Thomas was educated at Harrow School and at The Putney School in Vermont, before he matriculated at Oxford University, where received his three chemistry degrees: studying firstly at Oriel College for his BA (awarded 1949) and MA (awarded 1950); then at Merton College for his DPhil, awarded in 1952. From 1952 to 1954 he was a researcher for the Royal Military College in Kingston, Canada, and then in 1954 joined Bell Laboratories, where he worked for 38 years. In 1960 he became a U.S. citizen.

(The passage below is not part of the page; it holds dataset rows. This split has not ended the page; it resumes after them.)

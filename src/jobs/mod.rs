use std::sync::Arc;
use std::time::Instant;
use tokio::time::{interval, Duration};
use tracing::{error, info};

pub mod tasks;

/// Job scheduler for background tasks
pub struct JobScheduler {
    context: Arc<crate::context::AppContext>,
}

impl JobScheduler {
    pub fn new(context: Arc<crate::context::AppContext>) -> Self {
        Self { context }
    }

    /// Start all background jobs
    pub fn start(self: Arc<Self>) {
        info!("Starting background job scheduler");

        tokio::spawn(Self::stale_score_refresh_job(Arc::clone(&self)));
        tokio::spawn(Self::overdue_alert_escalation_job(Arc::clone(&self)));
        tokio::spawn(Self::alert_fanout_job(Arc::clone(&self)));
        tokio::spawn(Self::health_check_job(Arc::clone(&self)));
        tokio::spawn(Self::uptime_job(Arc::clone(&self)));

        info!("Background jobs started");
    }

    /// Refresh scores whose latest calculation has gone stale
    async fn stale_score_refresh_job(scheduler: Arc<Self>) {
        let mut interval = interval(Duration::from_secs(
            scheduler.context.config.jobs.interval_secs,
        ));

        loop {
            interval.tick().await;
            info!("Running stale score refresh");
            let started = Instant::now();

            match tasks::refresh_stale_scores(&scheduler.context).await {
                Ok(count) => {
                    crate::metrics::record_background_job(
                        "stale_score_refresh",
                        "success",
                        started.elapsed().as_secs_f64(),
                    );
                    if count > 0 {
                        info!("Refreshed {} stale scores", count);
                    }
                }
                Err(e) => {
                    crate::metrics::record_background_job(
                        "stale_score_refresh",
                        "failure",
                        started.elapsed().as_secs_f64(),
                    );
                    error!("Failed to refresh stale scores: {}", e);
                }
            }
        }
    }

    /// Escalate alerts past their SLA deadline (runs every 15 minutes)
    async fn overdue_alert_escalation_job(scheduler: Arc<Self>) {
        let mut interval = interval(Duration::from_secs(900));

        loop {
            interval.tick().await;
            info!("Running overdue alert escalation");
            let started = Instant::now();

            match tasks::escalate_overdue_alerts(&scheduler.context).await {
                Ok(count) => {
                    crate::metrics::record_background_job(
                        "overdue_alert_escalation",
                        "success",
                        started.elapsed().as_secs_f64(),
                    );
                    if count > 0 {
                        info!("Escalated {} overdue alerts", count);
                    }
                }
                Err(e) => {
                    crate::metrics::record_background_job(
                        "overdue_alert_escalation",
                        "failure",
                        started.elapsed().as_secs_f64(),
                    );
                    error!("Failed to escalate overdue alerts: {}", e);
                }
            }
        }
    }

    /// Fan open alerts out to matching subscriptions (runs every minute)
    async fn alert_fanout_job(scheduler: Arc<Self>) {
        let mut interval = interval(Duration::from_secs(60));

        loop {
            interval.tick().await;
            let started = Instant::now();

            match tasks::fan_out_open_alerts(&scheduler.context).await {
                Ok(sent) => {
                    crate::metrics::record_background_job(
                        "alert_fanout",
                        "success",
                        started.elapsed().as_secs_f64(),
                    );
                    if sent > 0 {
                        info!("Delivered {} alert notifications", sent);
                    }
                }
                Err(e) => {
                    crate::metrics::record_background_job(
                        "alert_fanout",
                        "failure",
                        started.elapsed().as_secs_f64(),
                    );
                    error!("Alert fan-out failed: {}", e);
                }
            }
        }
    }

    /// Health check job (runs every 5 minutes)
    async fn health_check_job(scheduler: Arc<Self>) {
        let mut interval = interval(Duration::from_secs(300));

        loop {
            interval.tick().await;

            match tasks::health_check(&scheduler.context).await {
                Ok(_) => {
                    // Silent success - health is good
                }
                Err(e) => error!("Health check failed: {}", e),
            }
        }
    }

    /// Keep the uptime gauge current (runs every minute)
    async fn uptime_job(scheduler: Arc<Self>) {
        let mut interval = interval(Duration::from_secs(60));

        loop {
            interval.tick().await;
            crate::metrics::UPTIME_SECONDS.set(scheduler.context.started.elapsed().as_secs_f64());
        }
    }
}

After becoming Head of the Semiconductor Electronics Research Department in 1962, Mr. Thomas conducted studies leading to the development of gallium phosphide light-emitting diodes, which were used extensively as indicator lights of maintenance equipment, control panels, and some new multiline telephones and business telephone consoles. A practical application at the time was the "Princess" phone which lit up with a green glow when lifted from its handset. In 1969, Mr. Thomas moved from research into development and became the Executive Director of the Electronic Devices, Process and Materials Division responsible for the development of electronic devices, including their materials and fabrication.

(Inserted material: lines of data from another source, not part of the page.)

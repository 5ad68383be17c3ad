/// Breakwater - Marketplace Risk & Enforcement Engine
///
/// Ingests risk signals from upstream classifiers, folds them into a
/// per-user 0-100 score across operational, behavioral, and network
/// factors, and walks a tiered enforcement ladder with appeals,
/// alerting, and a full audit trail.
pub mod alerting;
pub mod api;
pub mod appeals;
pub mod audit;
pub mod batch;
pub mod cache;
pub mod config;
pub mod context;
pub mod db;
pub mod enforcement;
pub mod error;
pub mod graph;
pub mod jobs;
pub mod metrics;
pub mod rate_limit;
pub mod scoring;
pub mod server;
pub mod signals;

In 1969 he received, for joint research with John Hopfield, the Oliver E. Buckley Condensed Matter Prize of the American Physical Society.

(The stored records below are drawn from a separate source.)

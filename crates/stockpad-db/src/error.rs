//! # Persistence Error Types
//!
//! ## Error Flow
//! ```text
//! ┌─────────────────────────────────────────────────────────────────────────┐
//! │                    Error Propagation                                    │
//! │                                                                         │
//! │  SQLite Error (sqlx::Error)                                            │
//! │       │                                                                 │
//! │       ▼                                                                 │
//! │  DbError ← storage-level failure (pool, query, migration)              │
//! │       │                                                                 │
//! │       ▼                                                                 │
//! │  PersistenceError ← what the bridge reports for load/flush             │
//! │       │                                                                 │
//! │       ▼                                                                 │
//! │  InventoryError / ApiError (in app)                                    │
//! │                                                                         │
//! └─────────────────────────────────────────────────────────────────────────┘
//! ```

use thiserror::Error;

// =============================================================================
// Storage Errors
// =============================================================================

/// Storage backend errors.
///
/// These wrap sqlx errors and add categorization for logging and user
/// feedback.
#[derive(Debug, Error)]
pub enum DbError {
    /// Database connection failed.
    ///
    /// ## When This Occurs
    /// - Database file can't be created
    /// - File permissions issue
    /// - Pool was closed
    #[error("Connection failed: {0}")]
    ConnectionFailed(String),

    /// Migration failed.
    #[error("Migration failed: {0}")]
    MigrationFailed(String),

    /// Query execution failed.
    ///
    /// ## When This Occurs
    /// - Disk full / quota exceeded
    /// - Database locked or read-only
    #[error("Query failed: {0}")]
    QueryFailed(String),

    /// Pool exhausted (all connections in use).
    #[error("Connection pool exhausted")]
    PoolExhausted,

    /// Internal database error.
    #[error("Internal database error: {0}")]
    Internal(String),
}

/// Convert sqlx errors to DbError.
///
/// ## Error Mapping
/// ```text
/// sqlx::Error::Database       → DbError::QueryFailed
/// sqlx::Error::PoolTimedOut   → DbError::PoolExhausted
/// sqlx::Error::PoolClosed     → DbError::ConnectionFailed
/// Other                       → DbError::Internal
/// ```
impl From<sqlx::Error> for DbError {
    fn from(err: sqlx::Error) -> Self {
        match err {
            sqlx::Error::Database(db_err) => DbError::QueryFailed(db_err.message().to_string()),

            sqlx::Error::PoolTimedOut => DbError::PoolExhausted,

            sqlx::Error::PoolClosed => DbError::ConnectionFailed("Pool is closed".to_string()),

            _ => DbError::Internal(err.to_string()),
        }
    }
}

impl From<sqlx::migrate::MigrateError> for DbError {
    fn from(err: sqlx::migrate::MigrateError) -> Self {
        DbError::MigrationFailed(err.to_string())
    }
}

/// Result type for storage operations.
pub type DbResult<T> = Result<T, DbError>;

// =============================================================================
// Persistence Errors
// =============================================================================

/// Failures of a full-list load or flush.
///
/// None of these are fatal to the session: a failed load falls back to an
/// empty list, and a failed flush leaves the in-memory list in place.
#[derive(Debug, Error)]
pub enum PersistenceError {
    /// The stored value is not a valid product list.
    ///
    /// ## When This Occurs
    /// - Value is not JSON
    /// - Value is not an array of `{imageRef, name, amount}` string objects
    #[error("Stored products under '{key}' are corrupt: {reason}")]
    CorruptData { key: String, reason: String },

    /// The storage layer rejected the write.
    #[error("Failed to write products under '{key}': {source}")]
    WriteFailure {
        key: String,
        #[source]
        source: DbError,
    },

    /// The storage layer could not be read.
    #[error("Failed to read products under '{key}': {source}")]
    ReadFailure {
        key: String,
        #[source]
        source: DbError,
    },
}

impl PersistenceError {
    pub fn corrupt(key: impl Into<String>, reason: impl ToString) -> Self {
        PersistenceError::CorruptData {
            key: key.into(),
            reason: reason.to_string(),
        }
    }
}

/// Result type for bridge operations.
pub type PersistenceResult<T> = Result<T, PersistenceError>;

#[cfg(test)]
mod tests {
    use super::*;

    #[test]
    fn test_persistence_error_messages() {
        let err = PersistenceError::corrupt("products", "expected value at line 1 column 1");
        assert_eq!(
            err.to_string(),
            "Stored products under 'products' are corrupt: expected value at line 1 column 1"
        );

        let err = PersistenceError::WriteFailure {
            key: "products".to_string(),
            source: DbError::QueryFailed("database or disk is full".to_string()),
        };
        assert_eq!(
            err.to_string(),
            "Failed to write products under 'products': Query failed: database or disk is full"
        );
    }
}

Mr. Thomas was also the holder of seven patents, one of which was awarded to him and his colleague Willard S. Boyle. This patent helped lead to the development of the semiconductor injection laser, which is found in many electronic appliances. In 1976, Mr. Thomas became Executive Director of Bell Laboratories' Transmission Systems Division. His chief activity here was to oversee the development and design of a variety of transmission systems, and to assist in their introduction into manufacture. These systems included digital fiber optic systems for terrestrial use, and also submarine fiber optic systems for transoceanic use. The 1988 submarine fiber optic system that Mr. Thomas worked on was designed to increase phone transmissions from the United States, England and France to 40,000 simultaneous phone calls. One of the challenges that arose were sharks who, sensing the magnetic field created by the cable's high voltage, bit them. Thicker cable were subsequently designed to help with this problem. Mr. Thomas continued to work at Bell Laboratories until 1992.

==Family==
Thomas's wife, June, whom he married in 1957, died in January 2015. He was survived by his daughters Virginia S. Thomas and Victoria C. Thomas, as well as, granddaughters Eliza K. Lupone and Madeline J. Lupone.